Each package project needs to be a separate NuGet package, but some projects depend on other projects.
In projects, I have local project dependencies, pointing to the project files.
Lets say I have a root package A
. B
, C
, and D
depends on A
. And let's say E
depends on B
.
Let's say the dependency tree looks like this:
- A |-B-E |-C |-D
What will happen when I publish packages A
, B
, C
, D
, E
?
Will package E
be just project E
compiled with the dependency on packagesB
(where B
depending on packageA
) - or the package E
would have no dependencies and A
and B
projects built in?
Please note the difference between project reference and package reference!
In my solution, I have only project references. What I want in my resulting packages are package references. My B.csproj
should depend on A.csproj
but my B.nupkg
should depend on A.nupkg
.
What I want to achieve is being able to upgrade individual packages without breaking the rest of them. Of course I mean non-breaking changes, like adding a class or method to A, fixing a bug in A without changing the API.
Let's say I find a bug in package A
affecting all the other packages. I want just fix the package A
and publish it as a new version. Then, the project X
using package B
should also receive the fix, because it would use the latest version of A
dependency.
Is it possible and what should I do to achieve such behavior?
I tested a several ways that (kind of) worked. First I just first published the dependencies, then added NuGet package dependencies to the projects that used them. I mean the projects that were published later as packages. That worked, however it was awfully tedious to debug. A kind of a nightmare in fact.
Then I tested another approach - 2 kind of references varying between the Debug
and Release
configurations. The Debug
configuration had the references to the projects, the Release
configuration had the references to the packages. This is actually pretty manageable, however, the project files are pretty messy, it's all pretty complicated and still tedious to maintain.
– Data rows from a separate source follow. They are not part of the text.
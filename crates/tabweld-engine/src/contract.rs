#![forbid(unsafe_code)]

//! The attribute and identifier contract at the engine's boundaries.
//!
//! Host-owned names are consumed (a fragile, versioned agreement with the
//! host page); `tw-*` names are owned by the engine and consumed by styling.
//! Styling shows and hides the managed container purely from these
//! attributes; the engine never touches presentation beyond them.

/// Attributes owned by the host.
pub mod host {
    /// Theater mode flag on the page root.
    pub const THEATER: &str = "theater";
    /// Fullscreen flag on the page root.
    pub const FULLSCREEN: &str = "fullscreen";
    /// Two-column layout flag on the page root.
    pub const TWO_COLUMN: &str = "is-two-columns";
    /// Collapsed state on chat and playlist roots.
    pub const COLLAPSED: &str = "collapsed";
    /// Hidden state on host panels.
    pub const HIDDEN: &str = "hidden";
    /// Engagement panel visibility state.
    pub const VISIBILITY: &str = "visibility";
    /// Engagement panel routing target.
    pub const TARGET_ID: &str = "target-id";
    pub const VISIBILITY_EXPANDED: &str = "EXPANDED";
    pub const VISIBILITY_HIDDEN: &str = "HIDDEN";
}

/// Attributes the engine sets on the page root for styling.
pub mod root_attr {
    /// Currently selected tab id; absent when no tab is selected.
    pub const TAB: &str = "tw-tab";
    /// `+` while theater mode is active.
    pub const THEATER: &str = "tw-theater";
    /// `+` expanded, `-` collapsed, absent when no chat exists.
    pub const CHAT: &str = "tw-chat";
    /// `+` expanded, `-` collapsed, absent when no playlist exists.
    pub const PLAYLIST: &str = "tw-playlist";
    /// `+` while any engagement panel is expanded.
    pub const PANELS: &str = "tw-panels";
    /// `2` two-column layout, `1` single-column.
    pub const COLUMNS: &str = "tw-columns";
    /// `+` while fullscreen.
    pub const FULLSCREEN: &str = "tw-fullscreen";
}

/// Fixed identifiers of the managed container structure.
pub mod ids {
    pub const SECONDARY_WRAPPER: &str = "tw-secondary-wrapper";
    pub const TAB_BAR: &str = "tw-tabbar";
    pub const CONTENT_INFO: &str = "tw-content-info";
    pub const CONTENT_COMMENTS: &str = "tw-content-comments";
    pub const CONTENT_VIDEOS: &str = "tw-content-videos";
    pub const CONTENT_PLAYLIST: &str = "tw-content-playlist";
}

/// The managed tabs, in tab-bar order.
#[derive(Clone, Copy, PartialEq, Eq, Debug)]
pub enum TabId {
    Info,
    Comments,
    Videos,
    Playlist,
}

impl TabId {
    pub const ALL: [TabId; 4] = [Self::Info, Self::Comments, Self::Videos, Self::Playlist];

    /// Stable identifier used in the `tw-tab` attribute and content ids.
    pub fn as_str(self) -> &'static str {
        match self {
            Self::Info => "info",
            Self::Comments => "comments",
            Self::Videos => "videos",
            Self::Playlist => "playlist",
        }
    }

    pub fn from_str(s: &str) -> Option<Self> {
        match s {
            "info" => Some(Self::Info),
            "comments" => Some(Self::Comments),
            "videos" => Some(Self::Videos),
            "playlist" => Some(Self::Playlist),
            _ => None,
        }
    }

    /// Fixed id of this tab's content container.
    pub fn content_id(self) -> &'static str {
        match self {
            Self::Info => ids::CONTENT_INFO,
            Self::Comments => ids::CONTENT_COMMENTS,
            Self::Videos => ids::CONTENT_VIDEOS,
            Self::Playlist => ids::CONTENT_PLAYLIST,
        }
    }
}

#[cfg(test)]
mod tests {
    use super::*;

    #[test]
    fn tab_ids_round_trip() {
        for tab in TabId::ALL {
            assert_eq!(TabId::from_str(tab.as_str()), Some(tab));
        }
        assert_eq!(TabId::from_str("bogus"), None);
    }
}
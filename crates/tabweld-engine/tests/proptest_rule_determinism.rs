//! Determinism and idempotence of the transition rule table.
//!
//! 1. An unchanged snapshot fires no rule, for every snapshot.
//! 2. For every `(p, q)` pair over the tracked bits, the fired actions never
//!    contain two members of a mutually exclusive pair. This is stronger
//!    than single-bit determinism and holds by construction of the table's
//!    require/forbid conditions; verified exhaustively here.
//! 3. Rule evaluation is a pure function of `(p, q)`.

use proptest::prelude::*;
use tabweld_engine::rules::{Corrective, evaluate};
use tabweld_engine::UiFlags;

const BITS: u16 = 9;

fn flags(bits: u16) -> UiFlags {
    UiFlags::from_bits_truncate(bits)
}

fn fired(p: UiFlags, q: UiFlags) -> Vec<Corrective> {
    evaluate(p, q).iter().map(|r| r.action).collect()
}

#[test]
fn every_unchanged_snapshot_is_a_fixed_point() {
    for bits in 0..(1u16 << BITS) {
        let q = flags(bits);
        assert!(evaluate(q, q).is_empty(), "rules fired on p == q: {q:?}");
    }
}

#[test]
fn no_transition_fires_conflicting_actions() {
    for p_bits in 0..(1u16 << BITS) {
        for q_bits in 0..(1u16 << BITS) {
            let actions = fired(flags(p_bits), flags(q_bits));
            for (i, a) in actions.iter().enumerate() {
                for b in &actions[i + 1..] {
                    assert!(
                        !a.conflicts_with(*b),
                        "conflicting actions {a:?} and {b:?} for p={p_bits:#b} q={q_bits:#b}"
                    );
                }
            }
        }
    }
}

#[test]
fn single_bit_transitions_fire_at_most_one_tab_action() {
    for p_bits in 0..(1u16 << BITS) {
        for bit in 0..BITS {
            let q_bits = p_bits ^ (1 << bit);
            let actions = fired(flags(p_bits), flags(q_bits));
            let tab_actions = actions
                .iter()
                .filter(|a| {
                    matches!(a, Corrective::SwitchToNoTab | Corrective::SwitchToLastTab)
                })
                .count();
            assert!(
                tab_actions <= 1,
                "multiple tab actions for p={p_bits:#b} flipping bit {bit}"
            );
        }
    }
}

proptest! {
    #[test]
    fn evaluation_is_deterministic(p_bits in 0u16..(1 << BITS), q_bits in 0u16..(1 << BITS)) {
        let p = flags(p_bits);
        let q = flags(q_bits);
        prop_assert_eq!(fired(p, q), fired(p, q));
    }

    #[test]
    fn rules_never_fire_without_a_rise_or_fall(bits in 0u16..(1 << BITS)) {
        let q = flags(bits);
        prop_assert!(evaluate(q, q).is_empty());
    }
}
I've read somewhere, that the .NET and NuGet will somehow solve it itself. I find it hard to believe. Is it THAT smart? Just leave normal configuration, references to the projects, and the packages will reference the corresponding packages if available?
Can anybody confirm or deny that?
There's a way to find out, publish the packages. But it's not exactly fully reversible. What goes to NuGet stays there forever. I can unlist those versions, but still it would take a lot of time to test it and it would create a mess.
Maybe somebody already tested this, or found some solid information about it.